Institut De Recherches Pour Le Développement

Dr. Alain Fonteneau, is a French scientist has been working on tuna and billfish biology and stock assessment since the early seventies at the Institut de Recherches pour le Développement (ex ORSTOM).

His research has been mainly targeting tropical tunas, but also temperate species and billfishes, through a comparative ecosystem approach that has been targeting the pelagic oceans world wide.

These analysis of the tuna stocks and fisheries world wide are conducted covering the entire period 1950 to now, based on a standardized world data base of all catch and effort data available.
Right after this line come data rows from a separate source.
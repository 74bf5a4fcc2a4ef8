//! Improved ladder (D'Angelo & Välimäki): companding trapezoidal integrators.
//!
//! Models each transistor pair as an integrator driven by the difference of
//! two `tanh` curves, the large-signal behaviour of a differential pair:
//!
//! ```text
//! dV0/dt = -g * (tanh((drive * x + res * V3) / 2VT) + tanh(V0 / 2VT))
//! dVi/dt =  g * (tanh(V(i-1) / 2VT) - tanh(Vi / 2VT))
//! ```
//!
//! integrated with the trapezoidal rule. `VT` is the thermal voltage; `g`
//! includes a first-order correction for the bilinear frequency warp.
//!
//! The first stage inverts, so the ladder output is negated to keep DC at
//! unity gain with positive sign.

use std::f64::consts::PI;

use super::{
    clamp_cutoff, clamp_drive, clamp_unit, makeup_gain, LadderFilter, DEFAULT_CUTOFF_HZ,
    DEFAULT_RESONANCE,
};

/// Thermal voltage.
const VT: f64 = 0.312;

/// Fraction of `fs / pi` usable as cutoff before the warp correction turns over.
const MAX_CUTOFF_RATIO: f32 = 0.99 / std::f32::consts::PI;

pub struct Improved {
    sample_rate: f32,
    cutoff_hz: f32,
    resonance: f32,
    drive: f32,

    g: f64,
    res: f64,
    makeup: f64,
    half_period: f64,

    v: [f64; 4],
    dv: [f64; 4],
    tv: [f64; 4],
}

impl Improved {
    fn max_cutoff(&self) -> f32 {
        self.sample_rate * MAX_CUTOFF_RATIO
    }

    #[inline]
    fn integrate(&mut self, stage: usize, derivative: f64) {
        self.v[stage] += (derivative + self.dv[stage]) * self.half_period;
        self.dv[stage] = derivative;
        self.tv[stage] = (self.v[stage] / (2.0 * VT)).tanh();
    }
}

impl LadderFilter for Improved {
    fn new(sample_rate: f32) -> Self {
        debug_assert!(sample_rate > 0.0, "sample rate must be positive");
        let mut filter = Self {
            sample_rate,
            cutoff_hz: DEFAULT_CUTOFF_HZ,
            resonance: DEFAULT_RESONANCE,
            drive: 1.0,
            g: 0.0,
            res: 0.0,
            makeup: 1.0,
            half_period: 0.0,
            v: [0.0; 4],
            dv: [0.0; 4],
            tv: [0.0; 4],
        };
        filter.set_cutoff(DEFAULT_CUTOFF_HZ);
        filter.set_resonance(DEFAULT_RESONANCE);
        filter
    }

    fn sample_rate(&self) -> f32 {
        self.sample_rate
    }

    fn set_sample_rate(&mut self, sample_rate: f32) {
        self.sample_rate = sample_rate;
        self.set_cutoff(self.cutoff_hz);
    }

    fn cutoff(&self) -> f32 {
        self.cutoff_hz
    }

    fn set_cutoff(&mut self, hz: f32) {
        self.cutoff_hz = clamp_cutoff(hz, self.max_cutoff());

        let fs = f64::from(self.sample_rate);
        let fc = f64::from(self.cutoff_hz);
        let x = PI * fc / fs;
        self.g = 4.0 * PI * VT * fc * (1.0 - x) / (1.0 + x);
        self.half_period = 1.0 / (2.0 * fs);
        self.makeup = makeup_gain(self.cutoff_hz);
    }

    fn resonance(&self) -> f32 {
        self.resonance
    }

    fn set_resonance(&mut self, amount: f32) {
        self.resonance = clamp_unit(amount);
        self.res = 4.0 * f64::from(self.resonance);
    }

    fn drive(&self) -> Option<f32> {
        Some(self.drive)
    }

    fn set_drive(&mut self, amount: f32) {
        self.drive = clamp_drive(amount);
    }

    #[inline]
    fn tick(&mut self, input: f32) -> f32 {
        let g = self.g;
        let x = f64::from(self.drive) * f64::from(input);

        let d0 = -g * (((x + self.res * self.v[3]) / (2.0 * VT)).tanh() + self.tv[0]);
        self.integrate(0, d0);

        for i in 1..4 {
            let d = g * (self.tv[i - 1] - self.tv[i]);
            self.integrate(i, d);
        }

        (-self.v[3] * self.makeup) as f32
    }

    fn reset(&mut self) {
        self.v = [0.0; 4];
        self.dv = [0.0; 4];
        self.tv = [0.0; 4];
    }
}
He recently published a book on the history of tuna fisheries in the Indian Ocean Dr. Fonteneau has actively participated various times to the scientific committees or bodies of the 5 present tuna RFMOs, and he has published various papers on many of these fisheries problems covering all tuna species and all tuna fisheries.

Dr. Fonteneau is now retired, but still participating to various ICCAT and IOTC scientific meetings.

Speech Summary

Dr. Alain Fonteneau will present an overview of major tropical tuna fisheries and tuna stock status world wide.

Trends of yearly catches of each species by gear in the various oceans are analyzed. The permanent increase of fishing capacity of world tropical purse seine fleets is discussed. The main biological characteristics of tuna species are shown and discussed The high resilience of tuna stocks is discussed.

This conference also compares FAD and free schools fisheries active world wide. Great similarities are observed in the eastern Pacific, Indian and Atlantic oceans, while widely distinct pattern are observed in the western Pacific. In this area, free schools and FAD catches are showing similar species composition, while in other oceans totally distinct species composition of their FAD and free schools catches are observed. World skipjack catches on FADs have been permanently increasing in recent years. Yellowfin and bigeye are caught under FADs at small sizes, then reducing the MSY of all these stocks.

There is nowadays an increasing pressure on tuna RFMOs to reduce FAD fisheries and their various negative impacts on tuna stocks and ecosystems. However, most tuna stocks are estimated as being close to their MSY levels, while most skipjack stocks are estimated to be still in good shape. This quite good status of most tuna stocks is due to the biological characteristics of tunas, mainly to their migrations in vast and deep oceanic habitats. However, several of the tuna stocks status diagnosis remain widely uncertain because of various serious problems and because the tuna biomass cannot be measured by scientific direct methods.

Various examples of errors or uncertainties in past stocks assessment analysis are shown and discussed.